Lawson worries about the ‘choice’ of the set B in the definition of our residuals. This is a misunderstanding of the mathematical formalities. In our paper, B denotes a free variable; the residual measure R is a quantity R(B) defined for every set B. The residual measure consists of atoms (concentrated mass) at the data points, together with a mass density in the background region. No ‘choice of B’ is required for this definition. Nor does the definition of the residuals involve smoothing. Fig. 6 and the top left panel of Fig. 8 are visual representations of the residuals without any smoothing nor any choice of B.

Lawson notes that a lurking variable plot (against distance from the incinerator) may not reveal a complex effect that depends both on distance and on direction. We emphasize that the lurking variable plot is a generic tool that can be applied to any spatial covariate, and not just to Euclidean distance or a Cartesian co-ordinate. For example, to investigate the effects that are mooted by Lawson, lurking variable plots may be based on polar co-ordinates, or based on an anisotropic measure of distance (e.g. where the contours of equidistance are ellipses or cones) or confined to an arbitrary subregion of the data.

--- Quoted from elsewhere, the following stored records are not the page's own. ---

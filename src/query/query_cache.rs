use std::collections::HashMap;
use std::future::Future;
use std::sync::{Mutex, MutexGuard};
use std::time::{Duration, Instant};
use futures::future::{BoxFuture, FutureExt, Shared};
use log::{debug, warn};

use crate::{
    Error,
    error::Result,
};

use super::QueryKey;

type SharedFetch<T> = Shared<BoxFuture<'static, Result<T>>>;

/// Snapshot of a cached read as a view sees it.
#[derive(Debug, Clone, PartialEq)]
pub enum QueryState<T> {
    Loading,
    Error(String),
    Ready(T),
}

impl<T> QueryState<T> {
    pub fn is_loading(&self) -> bool {
        matches!(self, QueryState::Loading)
    }

    pub fn is_error(&self) -> bool {
        matches!(self, QueryState::Error(_))
    }

    pub fn data(&self) -> Option<&T> {
        match self {
            QueryState::Ready(v) => Some(v),
            _ => None,
        }
    }
}

struct Inflight<T> {
    generation  : u64,
    fetch       : SharedFetch<T>,
}

struct Entry<T> {
    data        : Option<T>,
    fetched_at  : Option<Instant>,
    error       : Option<Error>,

    generation  : u64,
    invalidated : bool,
    inflight    : Option<Inflight<T>>,
}

impl<T> Default for Entry<T> {
    fn default() -> Self {
        Self {
            data        : None,
            fetched_at  : None,
            error       : None,
            generation  : 0,
            invalidated : false,
            inflight    : None,
        }
    }
}

impl<T> Entry<T> {
    fn fresh_data(&self, stale_time: Duration) -> Option<&T> {
        if self.invalidated || self.error.is_some() {
            return None;
        }
        match (self.data.as_ref(), self.fetched_at) {
            (Some(data), Some(at)) if at.elapsed() < stale_time => Some(data),
            _ => None,
        }
    }
}

/// Keyed cache of remote reads.
///
/// Concurrent fetches of one key share a single request. A failed fetch
/// is kept as the entry's error and is not retried; the next `fetch`
/// call after the failure, or an invalidation, starts a new request.
pub struct QueryCache<T> {
    stale_time  : Duration,
    entries     : Mutex<HashMap<QueryKey, Entry<T>>>,
}

impl<T> QueryCache<T>
where
    T: Clone + Send + Sync + 'static,
{
    pub fn new(stale_time: Duration) -> Self {
        Self {
            stale_time,
            entries: Mutex::new(HashMap::new()),
        }
    }

    pub fn stale_time(&self) -> Duration {
        self.stale_time
    }

    fn entries(&self) -> MutexGuard<'_, HashMap<QueryKey, Entry<T>>> {
        self.entries.lock().unwrap_or_else(|e| e.into_inner())
    }

    pub async fn fetch<F, Fut>(&self, key: &QueryKey, fetcher: F) -> Result<T>
    where
        F: FnOnce() -> Fut,
        Fut: Future<Output = Result<T>> + Send + 'static,
    {
        let (generation, fetch) = {
            let mut entries = self.entries();
            let entry = entries.entry(key.clone()).or_default();

            if let Some(inflight) = entry.inflight.as_ref() {
                debug!("Joining in-flight fetch for {}", key);
                (inflight.generation, inflight.fetch.clone())
            } else if let Some(data) = entry.fresh_data(self.stale_time) {
                debug!("Serving {} from cache", key);
                return Ok(data.clone());
            } else {
                debug!("Fetching {}", key);
                let fetch = fetcher().boxed().shared();
                entry.error = None;
                entry.inflight = Some(Inflight {
                    generation: entry.generation,
                    fetch: fetch.clone(),
                });
                (entry.generation, fetch)
            }
        };

        let result = fetch.clone().await;
        self.settle(key, generation, &fetch, &result);
        result
    }

    // Only the waiter holding the entry's current in-flight fetch records it.
    fn settle(&self, key: &QueryKey, generation: u64, fetch: &SharedFetch<T>, result: &Result<T>) {
        let mut entries = self.entries();
        let Some(entry) = entries.get_mut(key) else {
            return;
        };

        let owned = entry.inflight.as_ref()
            .map(|v| v.fetch.ptr_eq(fetch))
            .unwrap_or(false);
        if !owned {
            return;
        }

        entry.inflight = None;
        match result {
            Ok(data) => {
                entry.data = Some(data.clone());
                entry.fetched_at = Some(Instant::now());
                entry.error = None;
            },
            Err(e) => {
                warn!("Fetching {} failed: {}", key, e);
                entry.error = Some(e.clone());
            }
        }
        // invalidated while in flight, so the result is already stale
        entry.invalidated = entry.generation != generation;
    }

    pub fn state(&self, key: &QueryKey) -> QueryState<T> {
        let entries = self.entries();
        let Some(entry) = entries.get(key) else {
            return QueryState::Loading;
        };

        if let Some(err) = entry.error.as_ref() {
            QueryState::Error(err.to_string())
        } else if let Some(data) = entry.data.as_ref() {
            QueryState::Ready(data.clone())
        } else {
            QueryState::Loading
        }
    }

    pub fn is_fetching(&self, key: &QueryKey) -> bool {
        self.entries().get(key)
            .map(|v| v.inflight.is_some())
            .unwrap_or(false)
    }

    /// Marks every entry under `prefix` stale; returns how many matched.
    pub fn invalidate(&self, prefix: &QueryKey) -> usize {
        let mut matched = 0;
        for (key, entry) in self.entries().iter_mut() {
            if key.starts_with(prefix) {
                entry.invalidated = true;
                entry.generation += 1;
                matched += 1;
            }
        }
        matched
    }

    pub fn clear(&self) {
        self.entries().clear();
    }
}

Lawson and Schoenberg object to smoothing the residuals. We emphasize that smoothing is not inherent in our definition of the residuals; it is just one of several techniques proposed for displaying the residuals to gain insight. Smoothing does not necessarily lead to a loss of ‘power’; in general, smoothing involves a trade-off between a loss of information and a reduction in variance. An analogy with smoothing the residuals of a generalized linear model is misplaced; our residuals are strongly correlated to begin with; the data points are not observations on separate experimental units.

This should not be confused with the separate issue of smoothing in the terms in the model. Our analysis of Diggle's (1990) model fitted to the Chorley–Ribble data suggests that the background intensity ρ(u) has been underestimated by smoothing, as also pointed out by Diggle.

Fearnhead's point is well taken. For example, for a uniform Poisson process fitted to uniform Poisson data, the exact variance of the residual R(B) is given in the three equations at the end of Section 9.3, rather than by equation (25). The correct formula produces envelopes with a shape similar to those in Fearnhead's Fig. 23. Baddeley et al. (2005) gives exact formulae for the variance of residuals (i.e. including the effect of parameter estimation) both for the lurking variable plot and for its derivative (equation (35)). We hope to avoid the need for extensive simulation.

Mateu and Saura suggest tuning the residual weights, scaling them by a factor λ(u,x)α where α is data dependent. This seems rather complicated; presumably the mean will not be equal to 0, and it is unclear how α should be estimated.

We agree with all Grabarnik's comments. We should like to conclude by acknowledging the crucial contributions of Grabarnik and Stoyan to this topic.